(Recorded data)
▬▬▬▬▬▬▬▬▬▬
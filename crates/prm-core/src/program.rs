//! # Custom Programs
//!
//! Utility incentive programs that override selected baseline rules.

use serde::{Deserialize, Serialize};
use std::str::FromStr;

use crate::error::PrmError;

/// A utility-specific rule override.
#[derive(Debug, Clone, Copy, PartialEq, Eq, Hash, Serialize, Deserialize)]
#[serde(try_from = "String", into = "String")]
pub enum CustomProgram {
    /// Xcel Energy Colorado Energy Design Assistance, Program Manual 2014.
    XcelEnergyCoEda,
}

impl CustomProgram {
    /// The program name as written in run configurations.
    pub fn as_str(&self) -> &'static str {
        match self {
            Self::XcelEnergyCoEda => "Xcel Energy CO EDA",
        }
    }
}

impl std::fmt::Display for CustomProgram {
    fn fmt(&self, f: &mut std::fmt::Formatter<'_>) -> std::fmt::Result {
        f.write_str(self.as_str())
    }
}

impl FromStr for CustomProgram {
    type Err = PrmError;

    fn from_str(s: &str) -> Result<Self, Self::Err> {
        match s {
            "Xcel Energy CO EDA" => Ok(Self::XcelEnergyCoEda),
            other => Err(PrmError::UnknownCustomProgram(other.to_string())),
        }
    }
}

impl TryFrom<String> for CustomProgram {
    type Error = PrmError;

    fn try_from(value: String) -> Result<Self, Self::Error> {
        value.parse()
    }
}

impl From<CustomProgram> for String {
    fn from(value: CustomProgram) -> Self {
        value.as_str().to_string()
    }
}

#[cfg(test)]
mod tests {
    use super::*;

    #[test]
    fn test_parse_xcel() {
        let p: CustomProgram = "Xcel Energy CO EDA".parse().unwrap();
        assert_eq!(p, CustomProgram::XcelEnergyCoEda);
        assert_eq!(p.to_string(), "Xcel Energy CO EDA");
    }

    #[test]
    fn test_unknown_program() {
        assert!("Xcel".parse::<CustomProgram>().is_err());
    }
}
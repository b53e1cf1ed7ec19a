//! # Template — Code Edition Taxonomy
//!
//! Defines the `Template` enum naming every energy-code edition the
//! standards tables are keyed on. This is the ONE definition used across
//! the workspace; rule selection matches on it exhaustively.
//!
//! ## Implements
//!
//! ASHRAE 90.1 editions 2004 through 2019, the 90.1-2019 Appendix G
//! Performance Rating Method, NECB editions, and the DOE reference vintages.

use serde::{Deserialize, Serialize};
use std::str::FromStr;

use crate::error::PrmError;

/// An energy-code edition.
#[derive(Debug, Clone, Copy, PartialEq, Eq, Hash, PartialOrd, Ord, Serialize, Deserialize)]
#[serde(try_from = "String", into = "String")]
pub enum Template {
    /// DOE reference buildings, pre-1980 construction.
    DoeRefPre1980,
    /// DOE reference buildings, 1980-2004 construction.
    DoeRef1980To2004,
    /// ASHRAE 90.1-2004.
    Ashrae2004,
    /// ASHRAE 90.1-2007.
    Ashrae2007,
    /// ASHRAE 90.1-2010.
    Ashrae2010,
    /// ASHRAE 90.1-2013.
    Ashrae2013,
    /// ASHRAE 90.1-2016.
    Ashrae2016,
    /// ASHRAE 90.1-2019.
    Ashrae2019,
    /// ASHRAE 90.1-2019 Appendix G (Performance Rating Method).
    Prm2019,
    /// NREL Zero Net Energy Ready 2017.
    NrelZneReady2017,
    /// National Energy Code of Canada for Buildings 2011.
    Necb2011,
    /// National Energy Code of Canada for Buildings 2015.
    Necb2015,
    /// National Energy Code of Canada for Buildings 2017.
    Necb2017,
}

impl Template {
    /// All templates in canonical order.
    pub fn all() -> &'static [Template] {
        &[
            Self::DoeRefPre1980,
            Self::DoeRef1980To2004,
            Self::Ashrae2004,
            Self::Ashrae2007,
            Self::Ashrae2010,
            Self::Ashrae2013,
            Self::Ashrae2016,
            Self::Ashrae2019,
            Self::Prm2019,
            Self::NrelZneReady2017,
            Self::Necb2011,
            Self::Necb2015,
            Self::Necb2017,
        ]
    }

    /// The name used as the `template` key in standards tables.
    pub fn as_str(&self) -> &'static str {
        match self {
            Self::DoeRefPre1980 => "DOE Ref Pre-1980",
            Self::DoeRef1980To2004 => "DOE Ref 1980-2004",
            Self::Ashrae2004 => "90.1-2004",
            Self::Ashrae2007 => "90.1-2007",
            Self::Ashrae2010 => "90.1-2010",
            Self::Ashrae2013 => "90.1-2013",
            Self::Ashrae2016 => "90.1-2016",
            Self::Ashrae2019 => "90.1-2019",
            Self::Prm2019 => "90.1-PRM-2019",
            Self::NrelZneReady2017 => "NREL ZNE Ready 2017",
            Self::Necb2011 => "NECB2011",
            Self::Necb2015 => "NECB2015",
            Self::Necb2017 => "NECB2017",
        }
    }

    /// Whether this is a Canadian (NECB) edition.
    pub fn is_necb(&self) -> bool {
        matches!(self, Self::Necb2011 | Self::Necb2015 | Self::Necb2017)
    }

    /// Whether this is the Appendix G baseline edition.
    pub fn is_prm(&self) -> bool {
        matches!(self, Self::Prm2019)
    }
}

impl std::fmt::Display for Template {
    fn fmt(&self, f: &mut std::fmt::Formatter<'_>) -> std::fmt::Result {
        f.write_str(self.as_str())
    }
}

impl FromStr for Template {
    type Err = PrmError;

    fn from_str(s: &str) -> Result<Self, Self::Err> {
        Self::all()
            .iter()
            .copied()
            .find(|t| t.as_str() == s)
            .ok_or_else(|| PrmError::UnknownTemplate(s.to_string()))
    }
}

impl TryFrom<String> for Template {
    type Error = PrmError;

    fn try_from(value: String) -> Result<Self, Self::Error> {
        value.parse()
    }
}

impl From<Template> for String {
    fn from(value: Template) -> Self {
        value.as_str().to_string()
    }
}

#[cfg(test)]
mod tests {
    use super::*;

    #[test]
    fn test_as_str_roundtrip() {
        for template in Template::all() {
            let parsed: Template = template.as_str().parse().unwrap_or_else(|e| {
                panic!("Failed to parse {:?}: {e}", template.as_str())
            });
            assert_eq!(*template, parsed);
        }
    }

    #[test]
    fn test_all_unique() {
        let mut seen = std::collections::HashSet::new();
        for t in Template::all() {
            assert!(seen.insert(t.as_str()), "Duplicate template: {t}");
        }
    }

    #[test]
    fn test_from_str_invalid() {
        assert!("90.1-2022".parse::<Template>().is_err());
        assert!("90.1-prm-2019".parse::<Template>().is_err());
        assert!("".parse::<Template>().is_err());
    }

    #[test]
    fn test_classification() {
        assert!(Template::Prm2019.is_prm());
        assert!(!Template::Ashrae2019.is_prm());
        assert!(Template::Necb2015.is_necb());
        assert!(!Template::Ashrae2016.is_necb());
    }

    #[test]
    fn test_serde_format_matches_as_str() {
        let json = serde_json::to_string(&Template::Prm2019).unwrap();
        assert_eq!(json, "\"90.1-PRM-2019\"");
        let back: Template = serde_json::from_str("\"90.1-2016\"").unwrap();
        assert_eq!(back, Template::Ashrae2016);
    }
}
▬▬▬▬▬▬▬▬▬▬
▶ WORK ORDER: Copy each entry exactly. Omit none.

▶ EXERCISE SOLUTION:
filename crates/prm-core/src/program.rs
//! # Custom Programs
//!
//! Utility incentive programs that override selected baseline rules.

use serde::{Deserialize, Serialize};
use std::str::FromStr;

use crate::error::PrmError;

/// A utility-specific rule override.
#[derive(Debug, Clone, Copy, PartialEq, Eq, Hash, Serialize, Deserialize)]
#[serde(try_from = "String", into = "String")]
pub enum CustomProgram {
    /// Xcel Energy Colorado Energy Design Assistance, Program Manual 2014.
    XcelEnergyCoEda,
}

impl CustomProgram {
    /// The program name as written in run configurations.
    pub fn as_str(&self) -> &'static str {
        match self {
            Self::XcelEnergyCoEda => "Xcel Energy CO EDA",
        }
    }
}

impl std::fmt::Display for CustomProgram {
    fn fmt(&self, f: &mut std::fmt::Formatter<'_>) -> std::fmt::Result {
        f.write_str(self.as_str())
    }
}

impl FromStr for CustomProgram {
    type Err = PrmError;

    fn from_str(s: &str) -> Result<Self, Self::Err> {
        match s {
            "Xcel Energy CO EDA" => Ok(Self::XcelEnergyCoEda),
            other => Err(PrmError::UnknownCustomProgram(other.to_string())),
        }
    }
}

impl TryFrom<String> for CustomProgram {
    type Error = PrmError;

    fn try_from(value: String) -> Result<Self, Self::Error> {
        value.parse()
    }
}

impl From<CustomProgram> for String {
    fn from(value: CustomProgram) -> Self {
        value.as_str().to_string()
    }
}

#[cfg(test)]
mod tests {
    use super::*;

    #[test]
    fn test_parse_xcel() {
        let p: CustomProgram = "Xcel Energy CO EDA".parse().unwrap();
        assert_eq!(p, CustomProgram::XcelEnergyCoEda);
        assert_eq!(p.to_string(), "Xcel Energy CO EDA");
    }

    #[test]
    fn test_unknown_program() {
        assert!("Xcel".parse::<CustomProgram>().is_err());
    }
}
repository b53e1cf1ed7ec19a
//! # Template — Code Edition Taxonomy
//!
//! Defines the `Template` enum naming every energy-code edition the
//! standards tables are keyed on. This is the ONE definition used across
//! the workspace; rule selection matches on it exhaustively.
//!
//! ## Implements
//!
//! ASHRAE 90.1 editions 2004 through 2019, the 90.1-2019 Appendix G
//! Performance Rating Method, NECB editions, and the DOE reference vintages.

use serde::{Deserialize, Serialize};
use std::str::FromStr;

use crate::error::PrmError;

/// An energy-code edition.
#[derive(Debug, Clone, Copy, PartialEq, Eq, Hash, PartialOrd, Ord, Serialize, Deserialize)]
#[serde(try_from = "String", into = "String")]
pub enum Template {
    /// DOE reference buildings, pre-1980 construction.
    DoeRefPre1980,
    /// DOE reference buildings, 1980-2004 construction.
    DoeRef1980To2004,
    /// ASHRAE 90.1-2004.
    Ashrae2004,
    /// ASHRAE 90.1-2007.
    Ashrae2007,
    /// ASHRAE 90.1-2010.
    Ashrae2010,
    /// ASHRAE 90.1-2013.
    Ashrae2013,
    /// ASHRAE 90.1-2016.
    Ashrae2016,
    /// ASHRAE 90.1-2019.
    Ashrae2019,
    /// ASHRAE 90.1-2019 Appendix G (Performance Rating Method).
    Prm2019,
    /// NREL Zero Net Energy Ready 2017.
    NrelZneReady2017,
    /// National Energy Code of Canada for Buildings 2011.
    Necb2011,
    /// National Energy Code of Canada for Buildings 2015.
    Necb2015,
    /// National Energy Code of Canada for Buildings 2017.
    Necb2017,
}

impl Template {
    /// All templates in canonical order.
    pub fn all() -> &'static [Template] {
        &[
            Self::DoeRefPre1980,
            Self::DoeRef1980To2004,
            Self::Ashrae2004,
            Self::Ashrae2007,
            Self::Ashrae2010,
            Self::Ashrae2013,
            Self::Ashrae2016,
            Self::Ashrae2019,
            Self::Prm2019,
            Self::NrelZneReady2017,
            Self::Necb2011,
            Self::Necb2015,
            Self::Necb2017,
        ]
    }

    /// The name used as the `template` key in standards tables.
    pub fn as_str(&self) -> &'static str {
        match self {
            Self::DoeRefPre1980 => "DOE Ref Pre-1980",
            Self::DoeRef1980To2004 => "DOE Ref 1980-2004",
            Self::Ashrae2004 => "90.1-2004",
            Self::Ashrae2007 => "90.1-2007",
            Self::Ashrae2010 => "90.1-2010",
            Self::Ashrae2013 => "90.1-2013",
            Self::Ashrae2016 => "90.1-2016",
            Self::Ashrae2019 => "90.1-2019",
            Self::Prm2019 => "90.1-PRM-2019",
            Self::NrelZneReady2017 => "NREL ZNE Ready 2017",
            Self::Necb2011 => "NECB2011",
            Self::Necb2015 => "NECB2015",
            Self::Necb2017 => "NECB2017",
        }
    }

    /// Whether this is a Canadian (NECB) edition.
    pub fn is_necb(&self) -> bool {
        matches!(self, Self::Necb2011 | Self::Necb2015 | Self::Necb2017)
    }

    /// Whether this is the Appendix G baseline edition.
    pub fn is_prm(&self) -> bool {
        matches!(self, Self::Prm2019)
    }
}

impl std::fmt::Display for Template {
    fn fmt(&self, f: &mut std::fmt::Formatter<'_>) -> std::fmt::Result {
        f.write_str(self.as_str())
    }
}

impl FromStr for Template {
    type Err = PrmError;

    fn from_str(s: &str) -> Result<Self, Self::Err> {
        Self::all()
            .iter()
            .copied()
            .find(|t| t.as_str() == s)
            .ok_or_else(|| PrmError::UnknownTemplate(s.to_string()))
    }
}

impl TryFrom<String> for Template {
    type Error = PrmError;

    fn try_from(value: String) -> Result<Self, Self::Error> {
        value.parse()
    }
}

impl From<Template> for String {
    fn from(value: Template) -> Self {
        value.as_str().to_string()
    }
}

#[cfg(test)]
mod tests {
    use super::*;

    #[test]
    fn test_as_str_roundtrip() {
        for template in Template::all() {
            let parsed: Template = template.as_str().parse().unwrap_or_else(|e| {
                panic!("Failed to parse {:?}: {e}", template.as_str())
            });
            assert_eq!(*template, parsed);
        }
    }

    #[test]
    fn test_all_unique() {
        let mut seen = std::collections::HashSet::new();
        for t in Template::all() {
            assert!(seen.insert(t.as_str()), "Duplicate template: {t}");
        }
    }

    #[test]
    fn test_from_str_invalid() {
        assert!("90.1-2022".parse::<Template>().is_err());
        assert!("90.1-prm-2019".parse::<Template>().is_err());
        assert!("".parse::<Template>().is_err());
    }

    #[test]
    fn test_classification() {
        assert!(Template::Prm2019.is_prm());
        assert!(!Template::Ashrae2019.is_prm());
        assert!(Template::Necb2015.is_necb());
        assert!(!Template::Ashrae2016.is_necb());
    }

    #[test]
    fn test_serde_format_matches_as_str() {
        let json = serde_json::to_string(&Template::Prm2019).unwrap();
        assert_eq!(json, "\"90.1-PRM-2019\"");
        let back: Template = serde_json::from_str("\"90.1-2016\"").unwrap();
        assert_eq!(back, Template::Ashrae2016);
    }
}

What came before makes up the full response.